The children's visits with mother in August 2018 were very similar. They were affectionate and loving toward each other. Mother was very engaging with the children and praised and encouraged them. She described what they looked like as babies, what they liked and did not like to eat and how they learned to walk. They kissed and hugged each other at the end of the visit and expressed their love for each other. At another visit, mother brought the children their favorite snacks and the children described the outfits they planned to wear for their first day of school. Heaven was very talkative and comfortable with mother. She put her feet on mother's lap and leaned into her for affection and hugs. They laughed together at Daniel, who stacked his crackers and cheese and tried to stuff it all in his mouth. Mother played the theme song for the movie Jaws on her phone and asked the children to identify different sharks and their characteristics. Three times during the visit, Heaven asked the social worker what time it was, stating she did not want the visit to end. The visit ended as had the others with mother hugging Heaven tightly on the elevator and mother and the children hugging and kissing each other and saying they loved each other.

The department recommended the juvenile court terminate parental rights and select adoption as the children's permanent plan in its report for the section 366.26 hearing. Heaven appeared to understand the concept of adoption but was conflicted because she had a connection to both her caregivers and mother. On several occasions, the social worker attempted to ask Heaven how she felt about the possibility of being adopted and whether she felt comfortable with making that decision. Heaven was unable to give the social worker a clear answer as to how she felt. Her therapist said she was very dedicated to her mother and avoided discussing adoption as a permanent plan. On one occasion, Heaven cried when asked but was comforted by the caregivers, who rubbed her back and tousled her ponytail. In September, she told the social workers she agreed with the plan of adoption. Daniel also appeared to understand the concept of adoption and like Heaven had mixed feelings because he had developed a close relationship with his prospective adoptive parents and maintained a connection with his mother.

The department considered the children to be adoptable because their caregivers wanted to adopt them, but they were hard to place because of their ages. The children appeared to enjoy interacting with their caregivers and had developed a trusting relationship with them. Although mother regularly visited the children and they appeared to recognize her as their parent, the agency did not believe mother could provide the children the stability and continuity they needed. The caregivers were willing to allow mother monthly visits with the children, but not indefinitely because she had not resolved the issues that caused the children to be removed.

Mother appeared on September 10, 2018, represented by counsel who objected to the department's recommendation and requested a contested hearing. The juvenile court stated it received the department's section 366.26 report that morning. The court set a settlement conference for November 14, 2018, and a contested section 366.26 hearing for November 26, 2018. The court directly addressed mother, stating:

"[Y]ou'll need to come to court. I'm going to set some dates: .... Now, the dates that you need to come back to court, ..., are November 14 at 8:00 o'clock for a settlement conference, and then if the case goes to trial, the trial will be on November 26 at 1:30 in this department.

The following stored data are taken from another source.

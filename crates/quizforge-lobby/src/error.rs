//! Error types for the lobby engine.

use quizforge_protocol::{ExamId, PlayerId, PointId, RoomId};

/// Errors produced while applying room commands.
///
/// None of these corrupt or terminate a session. The relay maps them to
/// outcomes: `WrongPoint`/`WrongExam` become self-correction events for
/// the asking client, `StaleGeneration` is silently dropped (logged at
/// debug), everything else is answered to the offending player as a
/// `rejected` event.
#[derive(Debug, thiserror::Error)]
pub enum LobbyError {
    /// A state-mutating command came from a non-active player.
    #[error("not your turn, {0}")]
    NotYourTurn(PlayerId),

    /// The Point is locked, completed, or contested.
    #[error("point {0} is not available")]
    PointNotAvailable(PointId),

    /// Another activity is already open on this session.
    #[error("an activity is already open")]
    ActivityAlreadyOpen,

    /// A second submission for the same activity instance. Rejected
    /// loudly (rather than ignored) to surface client bugs.
    #[error("answer already submitted for this activity")]
    AlreadySubmitted,

    /// The phase's exam cannot start until every Point of the phase is
    /// completed.
    #[error("exam {0} is not ready: phase incomplete")]
    ExamNotReady(ExamId),

    /// The client asked about a Point that is not the active one.
    #[error("point {requested} is not the active point {active}")]
    WrongPoint { requested: PointId, active: PointId },

    /// The client asked about an exam that is not the active one.
    #[error("exam {requested} is not the active exam {active}")]
    WrongExam { requested: ExamId, active: ExamId },

    /// A command tagged with an older activity generation arrived after
    /// that activity was already resolved — the classic answer-vs-timeout
    /// race, decided by generation rather than arrival order.
    #[error("stale activity generation")]
    StaleGeneration,

    /// No Point with this id exists on the board.
    #[error("unknown point {0}")]
    UnknownPoint(PointId),

    /// The room does not exist.
    #[error("unknown room {0}")]
    UnknownRoom(RoomId),

    /// The player is not a member of any room.
    #[error("player {0} is not in a room")]
    NotInRoom(PlayerId),

    /// The player is already in a room.
    #[error("player {0} is already in room {1}")]
    AlreadyInRoom(PlayerId, RoomId),

    /// No free player slot in the room.
    #[error("room {0} is full")]
    RoomFull(RoomId),

    /// The room's command channel is closed or full.
    #[error("room {0} is unavailable")]
    Unavailable(RoomId),
}
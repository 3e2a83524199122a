//! Error types for the session layer.

/// Errors that can occur during session management.
#[derive(Debug, thiserror::Error)]
pub enum SessionError {
    /// Authentication failed — the token was invalid, expired, or
    /// rejected by the [`Authenticator`](crate::Authenticator).
    #[error("authentication failed: {0}")]
    AuthFailed(String),

    /// No session exists for the given player.
    #[error("session not found for player {0}")]
    NotFound(quizforge_protocol::PlayerId),

    /// The reconnection token doesn't match anything the server issued.
    #[error("invalid reconnection token")]
    InvalidToken,

    /// The session's reconnection grace period has elapsed.
    #[error("session expired for player {0}")]
    SessionExpired(quizforge_protocol::PlayerId),

    /// The player already has an active (Connected) session.
    #[error("player {0} already has an active session")]
    AlreadyConnected(quizforge_protocol::PlayerId),
}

"If you do not come back to court on either November 14 or November 26, I can make the decision that you are not able to testify, that you are not able to assist your attorney to present evidence, and I could make my decision based on the Department's written reports. It's very important that you come to court."

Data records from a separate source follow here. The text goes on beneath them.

//! The Quizforge lobby synchronization engine.
//!
//! Keeps a variable number of connected players, a shared board, a
//! single active turn, a running countdown, and the in-flight
//! question/exam activity consistent across all participants — through
//! disconnects, answer-vs-timeout races, and reconnection.
//!
//! # Key pieces
//!
//! - [`LobbyRegistry`] — one relay actor per room; lazy creation,
//!   empty/idle eviction
//! - [`RelayHandle`] — the serialized command stream into one room
//! - [`LobbyState`] — the authoritative per-room state (roster, turn,
//!   board, activity slot, scores)
//! - [`Board`] / [`turns`] / activity state machine — the engine's
//!   decision logic, all pure of I/O
//! - [`QuestionSource`] / [`AnswerChecker`] — seams to the platform's
//!   content and evaluation services
//!
//! # Concurrency model
//!
//! One mpsc command stream per room, processed by one actor task;
//! rooms share nothing. Timer and supervisor expirations are commands
//! on the same stream, so "the player just answered" and "the clock
//! just ran out" are ordered events and the activity generation decides
//! the race deterministically.

mod activity;
mod board;
mod config;
mod error;
mod registry;
mod relay;
mod sources;
mod state;
mod supervisor;
mod turns;

pub use activity::{Activity, ActivitySlot, ExamActivity, Generation, QuestionActivity};
pub use board::{Board, Point};
pub use config::LobbyConfig;
pub use error::LobbyError;
pub use registry::LobbyRegistry;
pub use relay::{EventSender, RelayHandle, RoomInfo};
pub use sources::{
    AnswerChecker, ExamSpec, PointSpec, QuestionSource, QuestionSpec, StaticSource,
};
pub use state::{LobbyState, Outcome, Scoreboard, SupervisorDirective, TimerDirective};
pub use supervisor::ReconnectSupervisor;
pub use turns::{ensure_turn, next_turn, reevaluate, PlayerRecord, Roster};
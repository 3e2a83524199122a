//! Unified error type for the Quizforge server.

use quizforge_lobby::LobbyError;
use quizforge_protocol::ProtocolError;
use quizforge_session::SessionError;

use crate::ws::WsError;

/// Top-level error that wraps all crate-specific errors, so the server
/// and its callers deal with one type and `?` converts automatically.
#[derive(Debug, thiserror::Error)]
pub enum QuizforgeError {
    /// A socket-level error (accept, send, recv).
    #[error(transparent)]
    Transport(#[from] WsError),

    /// A protocol-level error (encode, decode, invalid message).
    #[error(transparent)]
    Protocol(#[from] ProtocolError),

    /// A session-level error (auth, reconnect, expired).
    #[error(transparent)]
    Session(#[from] SessionError),

    /// A lobby-level error (turns, activities, membership).
    #[error(transparent)]
    Lobby(#[from] LobbyError),
}

#[cfg(test)]
mod tests {
    use super::*;

    #[test]
    fn test_from_transport_error() {
        let err = WsError::HandshakeFailed("nope".into());
        let unified: QuizforgeError = err.into();
        assert!(matches!(unified, QuizforgeError::Transport(_)));
        assert!(unified.to_string().contains("nope"));
    }

    #[test]
    fn test_from_protocol_error() {
        let err = ProtocolError::InvalidMessage("bad".into());
        let unified: QuizforgeError = err.into();
        assert!(matches!(unified, QuizforgeError::Protocol(_)));
    }

    #[test]
    fn test_from_session_error() {
        let err = SessionError::AuthFailed("denied".into());
        let unified: QuizforgeError = err.into();
        assert!(matches!(unified, QuizforgeError::Session(_)));
    }

    #[test]
    fn test_from_lobby_error() {
        let err = LobbyError::UnknownRoom(quizforge_protocol::RoomId(1));
        let unified: QuizforgeError = err.into();
        assert!(matches!(unified, QuizforgeError::Lobby(_)));
    }
}
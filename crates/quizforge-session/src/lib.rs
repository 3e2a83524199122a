//! Player session management for Quizforge.
//!
//! This crate handles the lifecycle of player connections:
//!
//! 1. **Authentication** — validating who a player is ([`Authenticator`])
//! 2. **Session tracking** — knowing who's connected ([`SessionManager`])
//! 3. **Reconnection** — letting players resume after a socket drop
//!    (token-based, with a configurable grace period)
//!
//! A session is the server's record of one player identity, independent
//! of which lobby room (if any) the player is in. The lobby layer keeps
//! its own per-room roster; this crate only answers "is this socket the
//! same player who dropped a moment ago?".
//!
//! ```text
//! Lobby layer (above)   ← rosters, turns, activities
//!     ↕
//! Session layer (this)  ← identity, connection state, reconnect tokens
//!     ↕
//! Protocol layer (below) ← PlayerId, SystemMessage
//! ```

mod auth;
mod error;
mod manager;
mod session;

pub use auth::Authenticator;
pub use error::SessionError;
pub use manager::SessionManager;
pub use session::{Session, SessionConfig, SessionState};
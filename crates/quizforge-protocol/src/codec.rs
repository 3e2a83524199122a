//! Codec trait and implementations for serializing/deserializing messages.
//!
//! The protocol layer doesn't care HOW messages become bytes — it only
//! needs something that implements the [`Codec`] trait. [`JsonCodec`] is
//! the default (human-readable, easy to inspect in browser DevTools); a
//! binary codec can be added later without touching any other layer.

use serde::{Serialize, de::DeserializeOwned};

use crate::ProtocolError;

/// A codec that can encode Rust types to bytes and decode bytes back.
///
/// `Send + Sync + 'static` because the codec is shared across the
/// server's connection-handler tasks for the lifetime of the process.
pub trait Codec: Send + Sync + 'static {
    /// Serializes a value into bytes.
    ///
    /// # Errors
    /// Returns [`ProtocolError::Encode`] if serialization fails.
    fn encode<T: Serialize>(&self, value: &T) -> Result<Vec<u8>, ProtocolError>;

    /// Deserializes bytes back into a value.
    ///
    /// # Errors
    /// Returns [`ProtocolError::Decode`] if the bytes are malformed,
    /// incomplete, or don't match the expected type.
    fn decode<T: DeserializeOwned>(&self, data: &[u8]) -> Result<T, ProtocolError>;
}

// ---------------------------------------------------------------------------
// JsonCodec
// ---------------------------------------------------------------------------

/// A [`Codec`] that uses JSON via `serde_json`.
///
/// Behind the `json` feature flag (enabled by default).
#[cfg(feature = "json")]
#[derive(Debug, Clone, Copy, Default)]
pub struct JsonCodec;

#[cfg(feature = "json")]
impl Codec for JsonCodec {
    fn encode<T: Serialize>(&self, value: &T) -> Result<Vec<u8>, ProtocolError> {
        serde_json::to_vec(value).map_err(ProtocolError::Encode)
    }

    fn decode<T: DeserializeOwned>(&self, data: &[u8]) -> Result<T, ProtocolError> {
        serde_json::from_slice(data).map_err(ProtocolError::Decode)
    }
}
//! Wire protocol for Quizforge.
//!
//! This crate defines the "language" that the browser client and the
//! lobby server speak:
//!
//! - **Types** ([`Envelope`], [`SystemMessage`], [`ClientCommand`],
//!   [`RoomEvent`], the identity newtypes) — the structures that travel
//!   on the wire.
//! - **Codec** ([`Codec`] trait, [`JsonCodec`]) — how those messages
//!   are converted to/from bytes.
//! - **Errors** ([`ProtocolError`]) — what can go wrong during
//!   encoding/decoding.
//!
//! # Architecture
//!
//! The protocol layer sits between the socket (raw bytes) and the
//! session/lobby layers (player context, room state). It does not know
//! about connections or rooms — it only knows how to serialize and
//! deserialize messages.
//!
//! ```text
//! Socket (bytes) → Protocol (Envelope) → Session (identity) → Lobby (room)
//! ```

mod codec;
mod error;
mod types;

pub use codec::Codec;
#[cfg(feature = "json")]
pub use codec::JsonCodec;
pub use error::ProtocolError;
pub use types::{
    ClientCommand, Envelope, ExamId, ExamQuestionView, Payload, PhaseId,
    PlayerId, PlayerInfo, PointId, PointStatus, QuestionId, QuestionView,
    Recipient, RoomEvent, RoomId, SystemMessage,
};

Mother's attorney filed a statement of issues, raising the applicability of the beneficial parent-child relationship exception to adoption (§ 366.26, subd. (c)(1)(B)(i)) and asking the juvenile court to consider legal guardianship or long-term foster care as an alternative to termination of parental rights. He asserted the exception applied because mother maintained regular visitation and contact with the children and had a strong, parental bond with them. He specifically identified four potential witnesses, including mother.

Mother did not appear at the settlement conference on November 14. Her attorney stated he had contact with her but had no explanation for her absence and requested a continuance. Asked whether he confirmed the date of the hearing with her, he stated they discussed the case and she understood the court date was for a settlement conference. The department and minors' counsel objected to a continuance for lack of good cause. The court denied the request, adding that the children had been placed with their prospective adoptive parents since April 7, 2017, and were thriving in their placement. The court also stated that there was insufficient evidence based on the department's report to apply the beneficial parent-child relationship exception. Mother's attorney objected to the department's recommendation. The court terminated parental rights and ordered the children placed for adoption.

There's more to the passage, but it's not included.